40 million acres across the US are dedicated to lawns, possibly the most useless crop imaginable. Lawns cover almost 2% of the continental United States.
The typical American lawn wastes thousands of gallons of water annually. If people transitioned from lawns to alternatives, like native plants or edible gardens, that space would start to have a real function. While gardens still need to be watered, data suggests that with various designs, even highly productive vegetable gardens can produce food and use substantially less water than lawns.

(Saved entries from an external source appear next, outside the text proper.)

//! Construction of the cache-invariant portion of a work's entry.
//!
//! Everything emitted here is a function of the work's bibliographic state
//! alone: no URLs, no patron state, no timestamps that vary per request.
//! The fragment is what the entry store caches per (work id, verbosity);
//! `annotate_work_entry` layers the per-request parts on top.

use crate::annotator::Annotator;
use crate::error::Result;
use crate::ns;
use crate::xml::AtomXml;
use folio_model::{Edition, Identifier, Work};
use time::macros::format_description;

/// Build the cache-invariant entry fragment: the children of `<entry>`
/// that never vary between requests. Returns serialized XML without the
/// `<entry>` wrapper itself.
pub fn build_partial_entry(
    annotator: &dyn Annotator,
    work: &Work,
    edition: &Edition,
    identifier: &Identifier,
) -> Result<String> {
    let mut xml = AtomXml::new();
    xml.text_element("id", &[], &identifier.urn())?;
    xml.text_element("title", &[], &edition.title)?;
    if let Some(subtitle) = &edition.subtitle {
        xml.text_element("schema:alternativeHeadline", &[], subtitle)?;
    }
    if let Some(series) = &edition.series {
        let mut attributes = vec![("schema:name", series.as_str())];
        let position;
        if let Some(p) = edition.series_position {
            position = p.to_string();
            attributes.push(("schema:position", &position));
        }
        xml.empty("schema:Series", &attributes)?;
    }
    for author in annotator.authors(edition) {
        let element = author.element();
        if author.role == folio_model::MarcRole::Author {
            xml.open(element, &[])?;
        } else {
            xml.open(element, &[("opf:role", author.role.code())])?;
        }
        xml.text_element("name", &[], &author.name)?;
        xml.close(element)?;
    }
    if let Some(language) = &edition.language {
        xml.text_element("dcterms:language", &[], language)?;
    }
    if let Some(publisher) = &edition.publisher {
        xml.text_element("dcterms:publisher", &[], publisher)?;
    }
    if let Some(imprint) = &edition.imprint {
        xml.text_element("bib:publisherImprint", &[], imprint)?;
    }
    if let Some(issued) = edition.issued {
        // Publication dates are calendar dates, not instants.
        use exn::ResultExt;
        let formatted = issued
            .format(format_description!("[year]-[month]-[day]"))
            .or_raise(|| crate::error::ErrorKind::Time)?;
        xml.text_element("dcterms:issued", &[], &formatted)?;
    }
    if let Some(summary) = &work.summary {
        xml.text_element("summary", &[("type", "html")], summary)?;
    }
    let (thumbnails, fulls) = annotator.cover_links(work);
    for href in &thumbnails {
        xml.empty("link", &[("rel", ns::rel::THUMBNAIL), ("href", href)])?;
    }
    for href in &fulls {
        xml.empty("link", &[("rel", ns::rel::IMAGE), ("href", href)])?;
    }
    for category in annotator.categories(work) {
        let mut attributes = vec![("scheme", category.scheme), ("term", category.term.as_str())];
        if let Some(label) = &category.label {
            attributes.push(("label", label));
        }
        let weight;
        if let Some(w) = category.weight {
            weight = w.to_string();
            attributes.push(("schema:ratingValue", &weight));
        }
        xml.empty("category", &attributes)?;
    }
    for rating in annotator.ratings(work) {
        xml.empty(
            "schema:Rating",
            &[
                ("schema:additionalType", rating.additional_type),
                ("schema:ratingValue", &rating.value.to_string()),
            ],
        )?;
    }
    xml.into_string()
}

It isn’t just a senseless waste of water, seas of monocrop lawns require huge amounts of harmful chemicals. Millions of U.S. households dump tens of millions of pounds of pesticides and herbicides on their lawns every year. These unnatural monocrops have no defense to an ecosystem that desperately wants diversity, so weeds and bugs are met with poisons. The poisons, pesticides and herbicides contaminate water sources. The chemicals create serious health risks for wildlife, pets, and you and your children. They get into your home and your water and are correlated with increases in a variety of cancers, nervous system disorders and other illnesses. Alternatives can make use of techniques to maximize productivity and reduce or eliminate the need for pesticides and herbicides.
It is likely some strange suburban aesthetic has made lawns so ubiquitous. A transition away from useless lawns to food producing gardens and native plants could have an enormous impact. This shift might be enough to offer humanity a little breathing room, greater autonomy, increased food security and some modicum of protection for global biodiversity.